As the evangelists of the BPO movement would say, bank functions are more standard than complex. But in either case, they argue, wouldn’t a firm that performs those functions for a lot of businesses be more suited for the job? Among those PWC believes may be better outsourced are finance and accounting; tax compliance; human resources; real estate management; applications process; supply chain procurement; and customer service management.
According to a recent survey performed for PWC by Yankelovich Partners, Inc. of 300 senior executives around the globe (75 from financial services companies), more than 30% of financial services companies outsource payroll, benefits management, and real estate management. More than 20% outsource tax compliance, applications process, and human resources. Fewer than 20% outsource general accounting and finance, internal auditing, procurement, and claims administration. And fewer than 10% outsource customer service management.

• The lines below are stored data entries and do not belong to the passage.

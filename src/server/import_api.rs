//! File import: `POST /import?table_name=X` with a multipart `file` field.
//!
//! The upload is written to a temporary file in the spool directory and
//! loaded with DuckDB's own readers into a new table. The format comes from
//! the uploaded file's extension.

use std::io::Write;

use axum::{
    extract::{Multipart, State},
    http::StatusCode,
    response::{IntoResponse, Response},
    routing::post,
    Json, Router,
};
use duckgate_engine::{DataFormat, Identifier};
use serde::Serialize;
use tracing::info;

use super::error::ApiError;
use super::request::RequestParams;
use super::AppState;

const FILE_FIELD: &str = "file";

pub(crate) fn routes() -> Router<AppState> {
    Router::new().route("/import", post(import_handler))
}

#[derive(Debug, Serialize)]
struct ImportResponse {
    message: String,
    table: String,
    rows: u64,
}

async fn import_handler(
    State(state): State<AppState>,
    params: RequestParams,
    mut multipart: Multipart,
) -> Result<Response, ApiError> {
    let table = Identifier::parse(params.require_table_name()?)?;

    let mut upload = None;
    while let Some(field) = multipart
        .next_field()
        .await
        .map_err(|e| ApiError::bad_request(e.body_text()))?
    {
        if field.name() != Some(FILE_FIELD) {
            continue;
        }
        let filename = field.file_name().unwrap_or_default().to_string();
        let format = DataFormat::from_extension(&filename)?;
        let data = field
            .bytes()
            .await
            .map_err(|e| ApiError::bad_request(e.body_text()))?;
        upload = Some((format, data));
        break;
    }
    let (format, data) = upload
        .ok_or_else(|| ApiError::bad_request("multipart field 'file' is missing"))?;

    let options = state.config.export_options();
    let name = table.to_string();
    let rows = state
        .run_store(move |store| {
            let mut file = options.temp_file(format)?;
            file.write_all(&data)?;
            file.flush()?;
            let path = file.into_temp_path();
            store.import_file(table.as_str(), &path, format)
        })
        .await?;

    info!(table = %name, rows, format = %format, "Import complete");
    let body = ImportResponse {
        message: format!("Data imported to table {} successfully", name),
        table: name,
        rows,
    };
    Ok((StatusCode::CREATED, Json(body)).into_response())
}

#[cfg(test)]
mod tests {
    use super::*;
    use crate::config::ServerConfig;
    use axum::body::Body;
    use axum::http::{header, Request};
    use duckgate_engine::TableStore;
    use std::sync::Arc;
    use tower::ServiceExt;

    const BOUNDARY: &str = "duckgate-test-boundary";

    fn multipart_request(uri: &str, filename: &str, content: &str) -> Request<Body> {
        let body = format!(
            "--{b}\r\nContent-Disposition: form-data; name=\"file\"; filename=\"{f}\"\r\n\
             Content-Type: application/octet-stream\r\n\r\n{c}\r\n--{b}--\r\n",
            b = BOUNDARY,
            f = filename,
            c = content
        );
        Request::post(uri)
            .header(
                header::CONTENT_TYPE,
                format!("multipart/form-data; boundary={}", BOUNDARY),
            )
            .body(Body::from(body))
            .unwrap()
    }

    fn app_with_spool(dir: &std::path::Path) -> Router {
        let store = Arc::new(TableStore::open_in_memory().unwrap());
        let config = ServerConfig {
            spool_dir: dir.to_path_buf(),
            ..Default::default()
        };
        super::super::create_router(AppState::new(store, config))
    }

    async fn json_of(response: Response) -> serde_json::Value {
        let body = axum::body::to_bytes(response.into_body(), usize::MAX).await.unwrap();
        serde_json::from_slice(&body).unwrap()
    }

    #[tokio::test]
    async fn test_import_csv_creates_table() {
        let dir = tempfile::tempdir().unwrap();
        let app = app_with_spool(dir.path());

        let response = app
            .clone()
            .oneshot(multipart_request(
                "/import?table_name=people",
                "people.csv",
                "id,name\n1,Alice\n2,Bob\n",
            ))
            .await
            .unwrap();
        assert_eq!(response.status(), StatusCode::CREATED);
        let json = json_of(response).await;
        assert_eq!(json["rows"], 2);
        assert_eq!(json["table"], "people");

        // The uploaded copy is gone once the import finishes.
        assert_eq!(std::fs::read_dir(dir.path()).unwrap().count(), 0);

        let response = app
            .oneshot(
                Request::get("/tables/people?order_by=id")
                    .body(Body::empty())
                    .unwrap(),
            )
            .await
            .unwrap();
        let json = json_of(response).await;
        assert_eq!(json["data"][1]["name"], "Bob");
    }

    #[tokio::test]
    async fn test_import_rejects_unknown_extension() {
        let dir = tempfile::tempdir().unwrap();
        let response = app_with_spool(dir.path())
            .oneshot(multipart_request("/import?table_name=t", "data.xlsx", "x"))
            .await
            .unwrap();
        assert_eq!(response.status(), StatusCode::BAD_REQUEST);
        assert_eq!(json_of(response).await["code"], "UNSUPPORTED_FORMAT");
    }

    #[tokio::test]
    async fn test_import_requires_table_name() {
        let dir = tempfile::tempdir().unwrap();
        let response = app_with_spool(dir.path())
            .oneshot(multipart_request("/import", "data.csv", "a\n1\n"))
            .await
            .unwrap();
        assert_eq!(response.status(), StatusCode::BAD_REQUEST);
    }

    #[tokio::test]
    async fn test_import_into_existing_table_fails() {
        let dir = tempfile::tempdir().unwrap();
        let app = app_with_spool(dir.path());
        let first = app
            .clone()
            .oneshot(multipart_request("/import?table_name=t", "a.ndjson", "{\"a\":1}\n"))
            .await
            .unwrap();
        assert_eq!(first.status(), StatusCode::CREATED);

        let second = app
            .oneshot(multipart_request("/import?table_name=t", "a.ndjson", "{\"a\":2}\n"))
            .await
            .unwrap();
        assert_eq!(second.status(), StatusCode::BAD_REQUEST);
        assert_eq!(json_of(second).await["code"], "TABLE_ALREADY_EXISTS");
    }
}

KPMG Peat Marwick has its own numbers. According to Jay Singer, nearly 40% of financial institutions outsource applications processing, 25% outsource mortgage processing, and 32% outsource check processing. Only 14% outsource automated bill payments.
Clearly these numbers don’t sound like an outsourcing boom. But something has driven the major consultancies to establish BPO practices in recent years. So, while today this is a supplier-driven phenomenon, some say tomorrow this model could be reality.
Learning to let go
PWC’s Barnsley says there’s a time lag between laying the groundwork of a revolution and seeing the changes. “A lot of the work that’s been done in outsourcing is 15 or 20 years old,” he says. “It’s moving up the value chain.”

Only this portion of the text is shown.